Qu’est-ce qui vous a personnellement conduit à vous engager dans la création de VSF ?
A la fin de mes études vétérinaires, je suis parti en Amérique Latine pendant trois mois où j’ai rencontré des petits paysans et des petits éleveurs. Je me disais qu’il y avait des médecins, des agronomes, mais pas de vétérinaires qui venaient en aide aux éleveurs. De retour en France, j’ai retrouvé une amie de promotion qui revenait de Thaïlande et qui faisait le même constat. Nous nous sommes dit : « Pourquoi pas ? ». C’est à ce moment que Denys Aguettant directeur du Comité Européen d’Aide aux Réfugiés qui gérait des camps de réfugiés en Somalie, m’a contacté. Le Comité cherchait de l’expertise vétérinaire pour monter des ateliers d’élevage, notamment des poulaillers, dans les camps de réfugiés. Nous nous sommes retrouvés Denys, son frère Guillaume, d’autres collègues vétérinaires et moi même autour de la table de ma cuisine et nous avons décidé de nous lancer. C’était au mois de novembre 1983. Nous avons choisi de nous appeler VSF car à l’époque MSF, Médecins Sans Frontière, était en plein rayonnement.
Est-ce que le fait que votre partenaire, Denys Aguettant, soit de la famille des laboratoires Aguettant a facilité votre décision de créer VSF ?
Non, les laboratoires Aguettant n’ont jamais été liés à VSF. Ils étaient surtout concentrés sur les sérums humains et n’avaient pas vraiment de connexion avec le monde vétérinaire. De plus, nous n’étions pas du tout dans une logique de favoriser la vente des produits de laboratoires tout lyonnais qu’ils soient. Mais, Denys Aguettant avait une bonne connaissance du milieu lyonnais et surtout de la Région Rhône Alpes. Nous avons donc bâti une alliance objective. Lui apportait son réseau lié à l’aide humanitaire et j’apportais, avec mes collègues vétérinaires, l’ancrage dans le milieu professionnel. Après quelques années au cours desquelles Denys Aguettant a été délégué général de l’association, il a opté pour d’autres perspectives professionnelles.

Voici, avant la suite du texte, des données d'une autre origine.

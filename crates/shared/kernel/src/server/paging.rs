use serde::Deserialize;
use utoipa::IntoParams;

pub const DEFAULT_LIMIT: u32 = 50;
pub const MAX_LIMIT: u32 = 200;

/// `limit`/`offset` query parameters shared by every list route.
#[derive(Debug, Clone, Copy, Default, Deserialize, IntoParams)]
#[into_params(parameter_in = Query)]
pub struct Paging {
    /// Page size; defaults to 50 and is capped at 200.
    pub limit: Option<u32>,
    pub offset: Option<u32>,
}

impl Paging {
    #[must_use]
    pub fn limit(&self) -> u32 {
        self.limit.map_or(DEFAULT_LIMIT, |l| l.clamp(1, MAX_LIMIT))
    }

    #[must_use]
    pub fn offset(&self) -> u32 {
        self.offset.unwrap_or_default()
    }
}
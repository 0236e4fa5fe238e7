use crate::error::{EvidenceError, EvidenceErrorExt};
use async_trait::async_trait;
use brgy_database::Database;
use brgy_domain::constants::REPORTS;
use brgy_domain::evidence::Assessment;
use brgy_domain::records::Report;
use chrono::{DateTime, Utc};
use serde_json::json;
use std::fmt::Debug;

/// Persists assessment results onto report rows.
#[async_trait]
pub trait EvidenceStore: Debug + Send + Sync {
    /// Merges the verdict into the report. Returns the updated row, or `None` if it does not exist.
    async fn record_assessment(
        &self,
        report_id: &str,
        assessment: &Assessment,
        checked_at: DateTime<Utc>,
    ) -> Result<Option<Report>, EvidenceError>;
}

#[derive(Debug, Clone)]
pub struct SurrealEvidenceStore {
    db: Database,
}

impl SurrealEvidenceStore {
    #[must_use]
    pub const fn new(db: Database) -> Self {
        Self { db }
    }
}

#[async_trait]
impl EvidenceStore for SurrealEvidenceStore {
    async fn record_assessment(
        &self,
        report_id: &str,
        assessment: &Assessment,
        checked_at: DateTime<Utc>,
    ) -> Result<Option<Report>, EvidenceError> {
        let patch = json!({
            "evidence_verdict": assessment.verdict,
            "evidence_score": assessment.score,
            "evidence_explanation": assessment.explanation,
            "evidence_checked_at": checked_at,
        });

        self.db.merge(REPORTS, report_id, patch).await.context(format!("Updating report {report_id}"))
    }
}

Qui vous a aidé dans votre démarche de création de VSF ?
A l’évidence, Charles Mérieux est celui qui nous a le plus aidé. C’était un grand humaniste, un homme fantastique, un vrai entrepreneur social.

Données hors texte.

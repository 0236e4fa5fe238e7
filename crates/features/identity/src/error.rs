use axum::http::StatusCode;
use brgy_kernel::server::ApiError;
use std::borrow::Cow;
use tracing::error;

/// A specialized [`IdentityError`] enum of this crate.
#[derive(Debug, thiserror::Error)]
pub enum IdentityError {
    /// Configuration errors for identity/authentication.
    #[error("Identity config error{}: {message}", format_context(.context))]
    Config { message: Cow<'static, str>, context: Option<Cow<'static, str>> },

    /// No usable credentials: missing, malformed, expired or wrong.
    #[error("Unauthorized{}: {message}", format_context(.context))]
    Unauthorized { message: Cow<'static, str>, context: Option<Cow<'static, str>> },

    /// Valid credentials that do not grant the requested access.
    #[error("Forbidden{}: {message}", format_context(.context))]
    Forbidden { message: Cow<'static, str>, context: Option<Cow<'static, str>> },

    #[error("Token error{}: {source}", format_context(.context))]
    Token {
        #[source]
        source: jsonwebtoken::errors::Error,
        context: Option<Cow<'static, str>>,
    },

    #[error("Identity store error{}: {source}", format_context(.context))]
    Store {
        #[source]
        source: brgy_database::DatabaseError,
        context: Option<Cow<'static, str>>,
    },

    /// Internal fallback for unexpected issues or logic errors.
    #[error("Internal identity error{}: {message}", format_context(.context))]
    Internal { message: Cow<'static, str>, context: Option<Cow<'static, str>> },
}

pub trait IdentityErrorExt<T> {
    fn context(self, context: impl Into<Cow<'static, str>>) -> Result<T, IdentityError>;
}

impl<T> IdentityErrorExt<T> for Result<T, jsonwebtoken::errors::Error> {
    fn context(self, context: impl Into<Cow<'static, str>>) -> Result<T, IdentityError> {
        self.map_err(|source| IdentityError::Token { source, context: Some(context.into()) })
    }
}

impl<T> IdentityErrorExt<T> for Result<T, brgy_database::DatabaseError> {
    fn context(self, context: impl Into<Cow<'static, str>>) -> Result<T, IdentityError> {
        self.map_err(|source| IdentityError::Store { source, context: Some(context.into()) })
    }
}

impl From<brgy_database::DatabaseError> for IdentityError {
    fn from(source: brgy_database::DatabaseError) -> Self {
        Self::Store { source, context: None }
    }
}

impl From<IdentityError> for ApiError {
    fn from(err: IdentityError) -> Self {
        match err {
            IdentityError::Unauthorized { message, .. } => Self::unauthorized(message),
            IdentityError::Token { .. } => Self::unauthorized("Invalid or expired token"),
            IdentityError::Forbidden { message, .. } => Self::forbidden(message),
            other => {
                error!(error = %other, "Identity resolution failed");
                Self::new(StatusCode::INTERNAL_SERVER_ERROR, "Identity service unavailable")
            }
        }
    }
}

fn format_context(context: &Option<Cow<'static, str>>) -> Cow<'static, str> {
    context.as_ref().map_or(Cow::Borrowed(""), |c| Cow::Owned(format!(" ({c})")))
}
use serde::Deserialize;
use std::net::{IpAddr, Ipv4Addr};
use std::ops::{Deref, DerefMut};
use std::path::PathBuf;
use std::sync::Arc;

/// Top-level API configuration shared across services.
#[derive(Default, Debug, Clone, Deserialize)]
#[serde(default)]
pub struct ApiConfigInner {
    pub server: ServerConfig,
    pub security: SecurityConfig,
    pub database: DatabaseConfig,
    pub evidence: EvidenceConfig,
    pub realtime: RealtimeConfig,
    pub logging: LoggingConfig,
}

/// Thin Arc-wrapped config for inexpensive cloning into subsystems.
#[derive(Default, Debug, Clone, Deserialize)]
pub struct ApiConfig {
    #[serde(flatten, default)]
    inner: Arc<ApiConfigInner>,
}

impl Deref for ApiConfig {
    type Target = ApiConfigInner;

    fn deref(&self) -> &Self::Target {
        &self.inner
    }
}

impl DerefMut for ApiConfig {
    fn deref_mut(&mut self) -> &mut ApiConfigInner {
        Arc::make_mut(&mut self.inner)
    }
}

/// HTTP server configuration.
#[derive(Debug, Clone, Deserialize)]
#[serde(default)]
pub struct ServerConfig {
    pub address: IpAddr,
    pub port: u16,
    pub ssl: Option<SslConfig>,
}

/// TLS certificate/key paths.
#[derive(Debug, Clone, Deserialize)]
#[serde(default)]
pub struct SslConfig {
    pub cert: PathBuf,
    pub key: PathBuf,
}

/// Hosted database connection configuration.
#[derive(Debug, Clone, Deserialize)]
#[serde(default)]
pub struct DatabaseConfig {
    pub url: String,
    pub namespace: String,
    pub database: String,
    pub credentials: Option<DatabaseCredentials>,
}

/// Root credentials (optional for unauthenticated engines like `mem://`).
#[derive(Debug, Clone, Deserialize)]
#[serde(default)]
pub struct DatabaseCredentials {
    pub username: String,
    pub password: String,
}

#[derive(Default, Debug, Clone, Deserialize)]
#[serde(default)]
pub struct SecurityConfig {
    pub identity: IdentityConfig,
}

/// Bearer token and caller cache settings.
#[derive(Debug, Clone, Deserialize)]
#[serde(default)]
pub struct IdentityConfig {
    pub cache_capacity: u64,
    pub cache_ttl_seconds: u64,
    pub jwt: JwtConfig,
}

#[derive(Debug, Clone, Deserialize)]
#[serde(default)]
pub struct JwtConfig {
    pub secret: String,
    pub issuer: String,
    pub audience: Option<String>,
    pub ttl_seconds: u64,
    pub clock_skew_seconds: u64,
}

/// External LLM settings for the evidence assessment function.
#[derive(Debug, Clone, Deserialize)]
#[serde(default)]
pub struct EvidenceConfig {
    /// Base URL of an OpenAI-compatible API (without `/chat/completions`).
    pub api_base: String,
    pub api_key: Option<String>,
    pub vision_model: String,
    pub text_model: String,
    pub timeout_seconds: u64,
    pub max_tokens: u32,
    pub temperature: f32,
}

/// Change feed settings.
#[derive(Debug, Clone, Deserialize)]
#[serde(default)]
pub struct RealtimeConfig {
    pub channel_capacity: usize,
}

#[derive(Debug, Clone, Deserialize)]
#[serde(default)]
pub struct LoggingConfig {
    pub level: String,
    pub json: bool,
    pub directory: Option<PathBuf>,
    pub env_filter: Option<String>,
}

// --- Default ---

impl Default for ServerConfig {
    fn default() -> Self {
        Self { address: IpAddr::V4(Ipv4Addr::UNSPECIFIED), port: 8080, ssl: None }
    }
}

impl Default for SslConfig {
    fn default() -> Self {
        Self { cert: PathBuf::from("cert.pem"), key: PathBuf::from("key.pem") }
    }
}

impl Default for DatabaseConfig {
    fn default() -> Self {
        Self {
            url: "mem://".to_owned(),
            namespace: "barangay".to_owned(),
            database: "incidents".to_owned(),
            credentials: None,
        }
    }
}

impl Default for DatabaseCredentials {
    fn default() -> Self {
        Self { username: "root".to_owned(), password: "root".to_owned() }
    }
}

impl Default for IdentityConfig {
    fn default() -> Self {
        Self { cache_capacity: 10_000, cache_ttl_seconds: 60, jwt: JwtConfig::default() }
    }
}

impl Default for JwtConfig {
    fn default() -> Self {
        Self {
            secret: "dev-only-change-me".to_owned(),
            issuer: "brgy".to_owned(),
            audience: None,
            ttl_seconds: 3600,
            clock_skew_seconds: 60,
        }
    }
}

impl Default for EvidenceConfig {
    fn default() -> Self {
        Self {
            api_base: "https://api.openai.com/v1".to_owned(),
            api_key: None,
            vision_model: "gpt-4o-mini".to_owned(),
            text_model: "gpt-4o-mini".to_owned(),
            timeout_seconds: 30,
            max_tokens: 400,
            temperature: 0.2,
        }
    }
}

impl Default for RealtimeConfig {
    fn default() -> Self {
        Self { channel_capacity: 256 }
    }
}

impl Default for LoggingConfig {
    fn default() -> Self {
        Self { level: "info".to_owned(), json: false, directory: None, env_filter: None }
    }
}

D’abord il nous a aidé pour que VSF soit créée à Lyon. Au départ, j’ai fait le tour des quatre écoles vétérinaires de France en commençant bien sûr par celle de Lyon où j’avais fait mes études. Mais, seul Michel Fontaine, professeur à l’école de Lyon, plutôt engagé, a adhéré à notre démarche. Les écoles de Nantes et de Toulouse n’ont pas voulu considérer notre projet, et le professeur Pilet, alors directeur de l’école de Maisons-Alfort a voulu nous prendre l’idée pour créer VSF à Paris. Dans cet objectif, elle a même convoqué rapidement une assemblée générale pour entériner cette création. Charles Mérieux est intervenu. Les connexions lyonnaises ont joué. Le fait qu’il soit très attaché à sa ville et à l’idée de faire vivre un pôle « humanitaire » à Lyon a pesé pour que le contre projet parisien n’existe pas. Et lorsque le professeur Pilet a convoqué plus discrètement une nouvelle assemblée générale, c’est nous qui nous sommes opposés en nous y rendant et en affirmant l’antériorité de notre existence.
Quand nous avons démarré notre activité, je suis allé voir Charles Mérieux pour lui décrire plus précisément notre projet, lui dire que nous avions beaucoup d’idées et lui dire aussi que nous avions besoin d’aide. Il a alors fait un chèque de 15000 francs pour nous permettre de faire nos premiers pas.
Des années plus tard, quand nous avions une forte activité et d’énormes problèmes de trésorerie, il nous a à nouveau aidé en nous faisant un prêt de cinq millions de francs sur son compte personnel.
En fait, pourquoi avez-vous créé l’association à Lyon et non à Annecy, votre ville d’origine, ou à Paris ?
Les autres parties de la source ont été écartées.